San Pablo nos ayuda a
profundizar en el significado de la humildad de Jesús en el himno de la
Carta a los Filipenses: “siendo de
condición divina, no consideró como presa codiciable el ser igual a Dios, sino
que se anonadó a sí mismo tomando la forma de siervo, hecho semejante a los
hombres; y, mostrándose igual que los demás hombres” (Flp
2,6-7). Jesús se humilla ante el Padre “haciéndose obediente hasta la muerte, y
muerte de cruz” (Flp 2,8). De esta
obediencia brota su mansedumbre; su compasión y su servicio en favor nuestro:
“Él tomó nuestras dolencias y cargó con nuestras enfermedades” (cf
Mt 8,17).
La humildad de Dios es
equivalente a la generosidad de su amor. San Pablo lo expresa, de otro modo, en
el himno a la caridad: “La caridad es paciente, la caridad es amable; no es
envidiosa, no obra con soberbia, no se jacta, no es ambiciosa, no busca lo suyo,
no se irrita, no toma en cuenta el mal, no se alegra por la injusticia, se
complace en la verdad; todo lo aguanta, todo lo cree, todo lo espera, todo lo
soporta” (1 Co 13,4-7).

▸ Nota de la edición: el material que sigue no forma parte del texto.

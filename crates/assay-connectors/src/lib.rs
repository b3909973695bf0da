//! Assay Connectors - data connectors and batch resolution
//!
//! This crate turns source-agnostic batch requests into batch definitions and
//! engine-specific batch specs for:
//! - local filesystem trees (CSV files)
//! - in-memory Arrow data keyed by name
//! - SQL tables (PostgreSQL, or tables registered in a DataFusion context)

pub mod catalog;
pub mod config;
pub mod connector;
pub mod datasource;
pub mod dict;
pub mod error;
pub mod factory;
pub mod filesystem;
pub mod partitioner;
pub mod sorter;
pub mod sql;
pub mod where_clause;

pub use catalog::{Catalog, CatalogEntry};
pub use config::{
    DatasourceConfig, FilesystemAssetConfig, FilesystemConnectorConfig, RegexConfig,
    SqlConnectorConfig,
};
pub use connector::{AssetReport, DataConnector, DataConnectorBuilder, SelfCheckReport};
pub use datasource::Datasource;
pub use dict::DictBackend;
pub use error::ConnectorError;
pub use factory::{
    default_registry, BuildContext, ConnectorFactory, ConnectorRegistry, FilesystemConnectorFactory,
    SqlConnectorFactory,
};
pub use filesystem::{FilesystemAsset, FilesystemBackend};
pub use partitioner::{
    KeyValuePartitioner, Partition, Partitioner, PartitionerConfig, RegexPartitioner,
};
pub use sorter::{OrderBy, Sorter, SorterConfig, SorterKind};
pub use sql::{
    DataFusionIntrospector, PostgresIntrospector, SqlBackend, SqlIntrospector, SqlTableAsset,
};

use std::fmt::Debug;

use assay_core::{BatchDefinition, BatchSpec, DataReference};
use async_trait::async_trait;

/// Asset name given to definitions when neither a configured asset nor a
/// `data_asset_name` capture group names one.
pub const DEFAULT_ASSET_NAME: &str = "DEFAULT_ASSET_NAME";

/// Source-specific half of a data connector: listing raw references and
/// addressing them.
#[async_trait]
pub trait DataReferenceBackend: Debug + Send + Sync {
    /// Class name reported by self-checks and used in configuration.
    fn class_name(&self) -> &'static str;

    /// Assets declared in configuration. Empty when assets are inferred from
    /// the references themselves.
    fn configured_asset_names(&self) -> Vec<String> {
        Vec::new()
    }

    /// List raw references, sorted, for one configured asset or, with
    /// `None`, for the whole source.
    async fn list_data_references(
        &self,
        data_asset_name: Option<&str>,
    ) -> Result<Vec<DataReference>, ConnectorError>;

    /// Build the engine-facing spec for a reference the catalog resolved
    /// `batch_definition` to.
    fn build_batch_spec(
        &self,
        data_reference: &DataReference,
        batch_definition: &BatchDefinition,
    ) -> Result<BatchSpec, ConnectorError>;
}
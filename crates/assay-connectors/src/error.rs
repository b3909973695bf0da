//! Typed errors for the connectors crate.

use thiserror::Error;

/// Errors raised while configuring connectors or resolving batch requests.
#[derive(Debug, Error)]
pub enum ConnectorError {
    /// Invalid or missing configuration.
    #[error("config error: {0}")]
    Config(String),

    /// The request does not identify enough to be resolved.
    #[error("ambiguous batch request: {0}")]
    AmbiguousRequest(String),

    /// The request addresses a different connector or environment.
    #[error("invalid batch request: {0}")]
    InvalidRequest(String),

    /// A named connector or asset does not exist.
    #[error("not found: {0}")]
    NotFound(String),

    /// The catalog no longer reflects the underlying source.
    #[error("stale reference cache: {0}")]
    StaleCache(String),

    #[error("data reference cache has not been populated for connector '{0}'; call refresh_data_references_cache first")]
    CacheNotPopulated(String),

    /// A sorter could not interpret a partition value.
    #[error("sorting failed: {0}")]
    Sorting(String),

    #[error("table not found: {0}")]
    TableNotFound(String),

    #[error("connection failed: {0}")]
    ConnectionFailed(String),

    #[error("query failed: {0}")]
    QueryFailed(String),

    /// The execution engine failed to materialize a batch.
    #[error("execution failed: {0}")]
    Execution(String),

    #[error("I/O error: {0}")]
    Io(#[from] std::io::Error),
}

impl From<anyhow::Error> for ConnectorError {
    fn from(e: anyhow::Error) -> Self {
        ConnectorError::Execution(format!("{:#}", e))
    }
}

impl From<sqlx::Error> for ConnectorError {
    fn from(e: sqlx::Error) -> Self {
        ConnectorError::ConnectionFailed(e.to_string())
    }
}

impl From<datafusion::error::DataFusionError> for ConnectorError {
    fn from(e: datafusion::error::DataFusionError) -> Self {
        ConnectorError::QueryFailed(e.to_string())
    }
}

impl From<arrow::error::ArrowError> for ConnectorError {
    fn from(e: arrow::error::ArrowError) -> Self {
        ConnectorError::QueryFailed(e.to_string())
    }
}

impl From<regex::Error> for ConnectorError {
    fn from(e: regex::Error) -> Self {
        ConnectorError::Config(format!("invalid pattern: {}", e))
    }
}

impl From<serde_json::Error> for ConnectorError {
    fn from(e: serde_json::Error) -> Self {
        ConnectorError::Config(e.to_string())
    }
}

Cada una de
las afirmaciones sobre la caridad constituyen rasgos definitorios de la humildad
divina reflejada en la vida de Jesús: Él – Dios – “todo lo aguanta, todo lo
cree, todo lo espera, todo lo soporta”.
El seguimiento de Cristo
consiste en la identificación con Él; en hacer nuestras – dejando obrar al
Espíritu Santo – su humildad y su mansedumbre. San Buenaventura habla de dos
tipos de humildad que han de estar presentes en el cristiano – y, en realidad,
en todo hombre - : la “humilitas veritatis” y la “humilitas severitatis”. La
“humildad de la verdad” nos lleva a reconocernos como criaturas ante Dios: Él es
Todo y nosotros, ante Él, somos nada; ya que, sin Él, no seríamos. “La humildad
de la severidad” nos empuja a reconocer nuestros límites: Dios es la Bondad
infinita; nosotros somos pecadores.
Este doble reconocimiento,
lejos de humillarnos, nos enaltece. Dios nos llama desde nuestra nada y desde
nuestra miseria, y nos invita a sentarnos a su mesa, para participar del
banquete de su amor y de su salvación. Este banquete – símbolo del Reino de los
cielos – se anticipa sacramentalmente en la Eucaristía, donde Jesús, el Mediador
de la nueva alianza (cf Hb 12,24) nos
pone en comunicación con Dios y con toda la Iglesia del cielo. De la Eucaristía
mana la fuerza que nos empuja a invitar a los pobres, pues pregustamos ya, en la
Comunión, la recompensa de hacer el bien sin buscar recompensas.